4°LA STORIA INFINITA

Calipso era a scuola come ogni mattina, in classe c’era la professoressa Garcìa di Algebra che interrogava, lei l’aveva già interrogazione così si estraniò dalla classe rivivendo mentalmente l’attacco del gruppo a Emily avvenuto nella mattina precedente per capire meglio il suo mutamento se così si poteva chiamare. Prese un foglio scrivendo in ordine le cose che si ricordava fossero accadute per esaminarle passo passo:

1- Emily piangendo mi raccontò della discussione con la sua professoressa di italiano.

2- Dopo le lezioni sono uscita da scuola in cerca di Emily ma non c’era così presi la bici e mi avviai verso la radura sapendo che Emily si rifugia sempre li quando è triste.

3- Arrivai e ad un tratto sentì l’urlo di Emily.

Così frenai subito e lasciai la bicicletta corsi ad aiutarla ma scivolai e vidi che un gruppo di ragazzi l’aveva accerchiata,

4- Emily appena mi vide scattò in avanti, però uno di loro le bloccò, con le mani, i polsi, mentre io mi alzavo, lei venne colpita e cadde a terra,

5- E li io.. non so come mai ma qualcosa è scattato dentro di me,mi lanciai in avanti e notai i miei occhi riflessi nell’acqua del lago cambiare di colore divenendo neri con dei lampi verde smeraldo “il lampo come negli occhi di mio padre, si appunto dietro il foglio pensandoci bene ”

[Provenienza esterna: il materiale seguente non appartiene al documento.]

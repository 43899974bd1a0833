//! CLI command handlers, one per file.

mod checksum;
mod get;
mod plan;
mod probe;

pub use checksum::run_checksum;
pub use get::{run_get, GetArgs};
pub use plan::run_plan;
pub use probe::run_probe;
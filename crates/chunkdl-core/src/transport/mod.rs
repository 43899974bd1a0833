//! HTTP transport seam.
//!
//! The fetcher only needs "stream bytes `[start, end)` of this URL into a
//! sink"; `CurlTransport` provides that with libcurl range GETs. Tests and
//! embedders can plug in their own `RangeTransport`.

mod range_get;
mod head;

pub use range_get::CurlTransport;
pub use head::{probe, HeadResult};

use std::io::Write;
use std::sync::atomic::AtomicBool;

use crate::planner::ByteRange;
use crate::retry::FetchError;

/// Partial-content fetch capability.
pub trait RangeTransport: Send + Sync {
    /// Stream exactly `range.len()` bytes of `url` starting at `range.start`
    /// into `sink`, returning the byte count. Implementations must stop early
    /// with `FetchError::Aborted` once `abort` is raised.
    fn fetch_range(
        &self,
        url: &str,
        range: ByteRange,
        sink: &mut dyn Write,
        abort: &AtomicBool,
    ) -> Result<u64, FetchError>;
}
//! One byte-range unit of a task.

use std::path::PathBuf;
use std::sync::atomic::AtomicBool;
use std::sync::Arc;

use super::{FileTask, TaskId};
use crate::planner::ByteRange;

/// A chunk descriptor. Value-like: handed by the dispatcher to a fetcher and
/// by the fetcher to the merge consumer, never mutated in between.
#[derive(Debug, Clone)]
pub struct Chunk {
    pub task_id: TaskId,
    /// Parent task URL (registry key).
    pub url: String,
    /// Sequence index within the task.
    pub index: usize,
    pub range: ByteRange,
    pub scratch_dir: PathBuf,
    pub scratch_name: String,
    /// Abort token of the parent task.
    pub abort: Arc<AtomicBool>,
}

impl Chunk {
    pub(crate) fn for_task(task: &FileTask, index: usize, range: ByteRange) -> Self {
        Self {
            task_id: task.id,
            url: task.url.clone(),
            index,
            range,
            scratch_dir: task.scratch_dir.clone(),
            scratch_name: task.scratch_name(index),
            abort: task.abort_token(),
        }
    }

    pub(crate) fn len(&self) -> u64 {
        self.range.len()
    }

    pub fn scratch_path(&self) -> PathBuf {
        self.scratch_dir.join(&self.scratch_name)
    }

    pub fn is_aborted(&self) -> bool {
        self.abort.load(std::sync::atomic::Ordering::Relaxed)
    }

    /// Delete the scratch file if present.
    pub(crate) fn remove_scratch(&self) {
        let path = self.scratch_path();
        match std::fs::remove_file(&path) {
            Ok(()) => {}
            Err(e) if e.kind() == std::io::ErrorKind::NotFound => {}
            Err(e) => {
                tracing::warn!(path = %path.display(), "could not remove scratch file: {}", e);
            }
        }
    }
}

6- Poi un ragazzo cercò di colpirmi ma emanai uno scudo difendendo me e Emily “che sciocchezza pensò..uno scudo”, ma continuò a scrivere.

7- Poi qualcosa mi diede la forza di mmh..quasi imprigionare l’acqua del lago nel mio pugno che dopo aver inondato i ragazzi ritornò nel lago.

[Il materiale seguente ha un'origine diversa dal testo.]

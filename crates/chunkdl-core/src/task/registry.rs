//! Concurrent URL → task map with admission control.
//!
//! Every operation takes the write lock for its whole read-modify-write, so
//! duplicate checks and progress updates never expose a window where a URL
//! looks unregistered. At most one active task writes to a given destination.

use std::collections::HashMap;
use std::path::Path;
use std::sync::RwLock;

use super::{FileTask, TaskId, TaskSnapshot};

/// Progress of a task right after the merge consumer recorded a chunk outcome.
#[derive(Debug, Clone, Copy, PartialEq, Eq)]
pub struct MergeProgress {
    pub accumulated: u64,
    pub total_length: u64,
    pub failed_chunks: usize,
    /// Every chunk has either merged or failed.
    pub settled: bool,
}

impl MergeProgress {
    pub fn is_complete(&self) -> bool {
        self.accumulated == self.total_length
    }
}

/// Why `try_insert` refused a task.
#[derive(Debug, Clone, PartialEq, Eq)]
pub enum Conflict {
    /// The URL is already in flight as this task.
    Url(TaskId),
    /// Another URL is downloading to the same destination path.
    Destination { url: String, id: TaskId },
}

#[derive(Default)]
pub struct TaskRegistry {
    tasks: RwLock<HashMap<String, FileTask>>,
}

impl TaskRegistry {
    pub fn new() -> Self {
        Self::default()
    }

    /// Register `task` unless its URL is already in flight or another task
    /// owns its destination path.
    pub fn try_insert(&self, task: FileTask) -> Result<TaskId, Conflict> {
        let mut tasks = self.tasks.write().unwrap();
        if let Some(existing) = tasks.get(&task.url) {
            return Err(Conflict::Url(existing.id));
        }
        let dest = task.dest_path();
        if let Some(owner) = tasks.values().find(|t| t.dest_path() == dest) {
            return Err(Conflict::Destination {
                url: owner.url.clone(),
                id: owner.id,
            });
        }
        let id = task.id;
        tasks.insert(task.url.clone(), task);
        Ok(id)
    }

    pub fn contains(&self, url: &str) -> bool {
        self.tasks.read().unwrap().contains_key(url)
    }

    pub fn len(&self) -> usize {
        self.tasks.read().unwrap().len()
    }

    pub fn is_empty(&self) -> bool {
        self.len() == 0
    }

    /// Clone of the task registered under `url`, if it is still the task `id`.
    pub fn get_matching(&self, url: &str, id: TaskId) -> Option<FileTask> {
        self.tasks
            .read()
            .unwrap()
            .get(url)
            .filter(|t| t.id == id)
            .cloned()
    }

    pub fn snapshot(&self, url: &str) -> Option<TaskSnapshot> {
        self.tasks.read().unwrap().get(url).map(FileTask::snapshot)
    }

    /// Add `len` merged bytes to task `id`. `None` if the task is gone or was replaced.
    pub fn record_merged(&self, url: &str, id: TaskId, len: u64) -> Option<MergeProgress> {
        let mut tasks = self.tasks.write().unwrap();
        let task = tasks.get_mut(url).filter(|t| t.id == id)?;
        let next = task.accumulated.saturating_add(len);
        if next > task.total_length {
            tracing::error!(
                url,
                task_id = %id,
                accumulated = task.accumulated,
                len,
                total = task.total_length,
                "merged length would exceed total; ignoring chunk"
            );
            return None;
        }
        task.accumulated = next;
        task.merged_chunks += 1;
        Some(progress_of(task))
    }

    /// Count one permanently failed chunk for task `id`.
    pub fn record_failed(&self, url: &str, id: TaskId) -> Option<MergeProgress> {
        let mut tasks = self.tasks.write().unwrap();
        let task = tasks.get_mut(url).filter(|t| t.id == id)?;
        task.failed_chunks += 1;
        Some(progress_of(task))
    }

    /// Deregister `url` only if it still maps to task `id`.
    pub fn remove_matching(&self, url: &str, id: TaskId) -> Option<FileTask> {
        let mut tasks = self.tasks.write().unwrap();
        if tasks.get(url).map(|t| t.id) != Some(id) {
            return None;
        }
        tasks.remove(url)
    }

    /// Deregister whatever task is registered under `url`.
    pub fn remove(&self, url: &str) -> Option<FileTask> {
        self.tasks.write().unwrap().remove(url)
    }

    /// True if an active task other than `id` keeps scratch files in `dir`.
    pub fn scratch_dir_in_use(&self, dir: &Path, id: TaskId) -> bool {
        self.tasks
            .read()
            .unwrap()
            .values()
            .any(|t| t.id != id && t.scratch_dir == dir)
    }

    /// Deregister every task (shutdown).
    pub fn drain(&self) -> Vec<FileTask> {
        self.tasks.write().unwrap().drain().map(|(_, t)| t).collect()
    }
}

fn progress_of(task: &FileTask) -> MergeProgress {
    MergeProgress {
        accumulated: task.accumulated,
        total_length: task.total_length,
        failed_chunks: task.failed_chunks,
        settled: task.all_chunks_settled(),
    }
}
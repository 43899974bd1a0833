use std::time::Duration;

use crate::config::RetryConfig;

/// High-level classification of an error for retry purposes.
#[derive(Debug, Clone, Copy, PartialEq, Eq)]
pub enum ErrorKind {
    /// Operation timed out (connect/read).
    Timeout,
    /// Server asked us to slow down (e.g. 429, 503).
    Throttled,
    /// Network-level failure (connection reset, DNS, short body).
    Connection,
    /// HTTP status that is retryable but not strictly throttling (5xx).
    Http5xx(u16),
    /// Any other error (not retried).
    Other,
}

/// Decision returned by the retry policy.
#[derive(Debug, Clone, Copy, PartialEq, Eq)]
pub enum RetryDecision {
    /// Do not retry this error.
    NoRetry,
    /// Retry after the given delay.
    RetryAfter(Duration),
}

/// Exponential backoff policy with caps.
#[derive(Debug, Clone, Copy)]
pub struct RetryPolicy {
    /// Maximum number of attempts (including the first).
    pub max_attempts: u32,
    /// Base delay for backoff.
    pub base_delay: Duration,
    /// Upper bound on backoff delay.
    pub max_delay: Duration,
}

impl Default for RetryPolicy {
    fn default() -> Self {
        Self {
            max_attempts: 5,
            base_delay: Duration::from_millis(250),
            max_delay: Duration::from_secs(30),
        }
    }
}

impl RetryPolicy {
    /// One attempt, no retries. Used when the config has no `[retry]` section.
    pub fn single_attempt() -> Self {
        Self {
            max_attempts: 1,
            ..Self::default()
        }
    }

    pub fn from_config(cfg: Option<&RetryConfig>) -> Self {
        match cfg {
            Some(c) => Self {
                max_attempts: c.max_attempts.max(1),
                base_delay: Duration::from_secs_f64(c.base_delay_secs.max(0.0)),
                max_delay: Duration::from_secs(c.max_delay_secs),
            },
            None => Self::single_attempt(),
        }
    }

    /// Compute the next backoff delay for a given attempt and error kind.
    ///
    /// `attempt` is 1-based (1 = first attempt).
    pub fn decide(&self, attempt: u32, kind: ErrorKind) -> RetryDecision {
        if attempt >= self.max_attempts {
            return RetryDecision::NoRetry;
        }

        match kind {
            ErrorKind::Other => RetryDecision::NoRetry,
            ErrorKind::Timeout
            | ErrorKind::Connection
            | ErrorKind::Throttled
            | ErrorKind::Http5xx(_) => {
                // base * 2^(attempt-1), capped.
                let exp = 1u32 << attempt.saturating_sub(1).min(8);
                let delay = self.base_delay.saturating_mul(exp).min(self.max_delay);
                RetryDecision::RetryAfter(delay)
            }
        }
    }
}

8- Il gruppo andò via e poi comparvero dal lago le due sirene Nicole e Violette che mi confermarono il pensiero fisso di Emily cioè che noi fossimo le paladine che la legenda racconta e ci dissero anche che nella leggenda siamo Kyra&Esme non Calipso e Emily

9- Mi dissero anche di essere la paladina dell’acqua e che sono anche in grado di leggere nella mente mentre Emily/Esme è la paladina dell’erba, la quale però sa prevedere il futuro .

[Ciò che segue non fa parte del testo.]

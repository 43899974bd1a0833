//! Checksum command: digest a file the way finished downloads are verified.

use anyhow::{Context, Result};
use chunkdl_core::checksum::{self, ChecksumAlgorithm};
use std::path::Path;

/// Compute and print the digest of `path` as `<hex>  <path>`.
pub async fn run_checksum(path: &Path, algorithm: ChecksumAlgorithm) -> Result<()> {
    let owned = path.to_path_buf();
    let digest = tokio::task::spawn_blocking(move || checksum::digest_path(algorithm, &owned))
        .await?
        .with_context(|| format!("read {}", path.display()))?;
    println!("{}  {}", digest, path.display());
    Ok(())
}
//! Byte range type and fixed-size range planning.

use std::fmt;
use thiserror::Error;

/// A byte range `[start, end)` (half-open).
#[derive(Debug, Clone, Copy, PartialEq, Eq, Hash)]
pub struct ByteRange {
    /// Start offset (inclusive).
    pub start: u64,
    /// End offset (exclusive).
    pub end: u64,
}

impl ByteRange {
    pub fn new(start: u64, end: u64) -> Self {
        Self { start, end }
    }

    /// Length of this range in bytes.
    pub fn len(&self) -> u64 {
        self.end.saturating_sub(self.start)
    }

    pub fn is_empty(&self) -> bool {
        self.start >= self.end
    }

    /// HTTP Range header value (inclusive end): `bytes=start-(end-1)`.
    pub fn range_header_value(&self) -> String {
        format!("bytes={}", self.curl_range())
    }

    /// Range in the form libcurl expects for `CURLOPT_RANGE`: `start-(end-1)`.
    pub fn curl_range(&self) -> String {
        if self.is_empty() {
            "0-0".to_string()
        } else {
            format!("{}-{}", self.start, self.end - 1)
        }
    }
}

impl fmt::Display for ByteRange {
    fn fmt(&self, f: &mut fmt::Formatter<'_>) -> fmt::Result {
        write!(f, "[{}, {})", self.start, self.end)
    }
}

#[derive(Debug, Clone, PartialEq, Eq, Error)]
pub enum PlanError {
    #[error("invalid argument: {0}")]
    InvalidArgument(&'static str),
}

/// Builds the range plan for `total_length` bytes in pieces of at most `max_segment_size`.
///
/// Every range but the last is exactly `max_segment_size` long; the last one
/// holds the remainder (or a full segment when the length divides evenly).
pub fn plan_ranges(total_length: u64, max_segment_size: u64) -> Result<Vec<ByteRange>, PlanError> {
    if total_length == 0 {
        return Err(PlanError::InvalidArgument("total length must be positive"));
    }
    if max_segment_size == 0 {
        return Err(PlanError::InvalidArgument("max segment size must be positive"));
    }

    let count = total_length.div_ceil(max_segment_size);
    let mut out = Vec::with_capacity(count as usize);
    let mut offset = 0u64;
    while offset < total_length {
        let end = offset.saturating_add(max_segment_size).min(total_length);
        out.push(ByteRange { start: offset, end });
        offset = end;
    }

    Ok(out)
}
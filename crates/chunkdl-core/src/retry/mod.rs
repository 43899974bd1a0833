//! Retry and backoff policy for chunk fetches.
//!
//! Classifies fetch errors (timeouts, throttling, connection failures, short
//! bodies) and decides on exponential backoff so a transient failure does
//! not cost the whole chunk.

mod classify;
mod error;
mod policy;
mod run;

pub use classify::{classify, classify_curl_error, classify_http_status};
pub use error::FetchError;
pub use policy::{ErrorKind, RetryDecision, RetryPolicy};
pub use run::run_with_retry;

Nel frattempo la lezione finì Calipso prese i libri scendendo in cortile e si sedette con Emily a pranzo.

-Ehi Emi- disse sedendosi , -prima ero a lezione e mi annoiavo così ho stilato le cose che mi ricordo successe ieri ti risultano tutte?- disse passandole il foglio..

Emily notò un po’ di preoccupazione negli occhi della sua amica -Mmh si, devo dire che hai buona memoria amica- disse ridendo per cercare di far rilassare Calipso, ma lei proseguì dicendo:

-Bene, allora siccome mi ero posta delle domande..avevo pensato se ti va ora che finiamo il pranzo di andare nella piccola bottega lungo la strada per cercare qualche libro riguardante la leggenda, ti va?- disse guardandola..

-Okay- disse annuendo Emily, però continuò a pensare al viso di Calipso così serio che forse mai in tutta la sua vita l’aveva visto..Calipso era sempre sorridente, con la battuta pronta, sempre a cantare e a tirarti su se qualcosa non andava per il meglio..mentre ora era spenta, con la testa ad altro da quando l’aveva saputo..aveva saputo del suo futuro, e questo la preoccupava forse.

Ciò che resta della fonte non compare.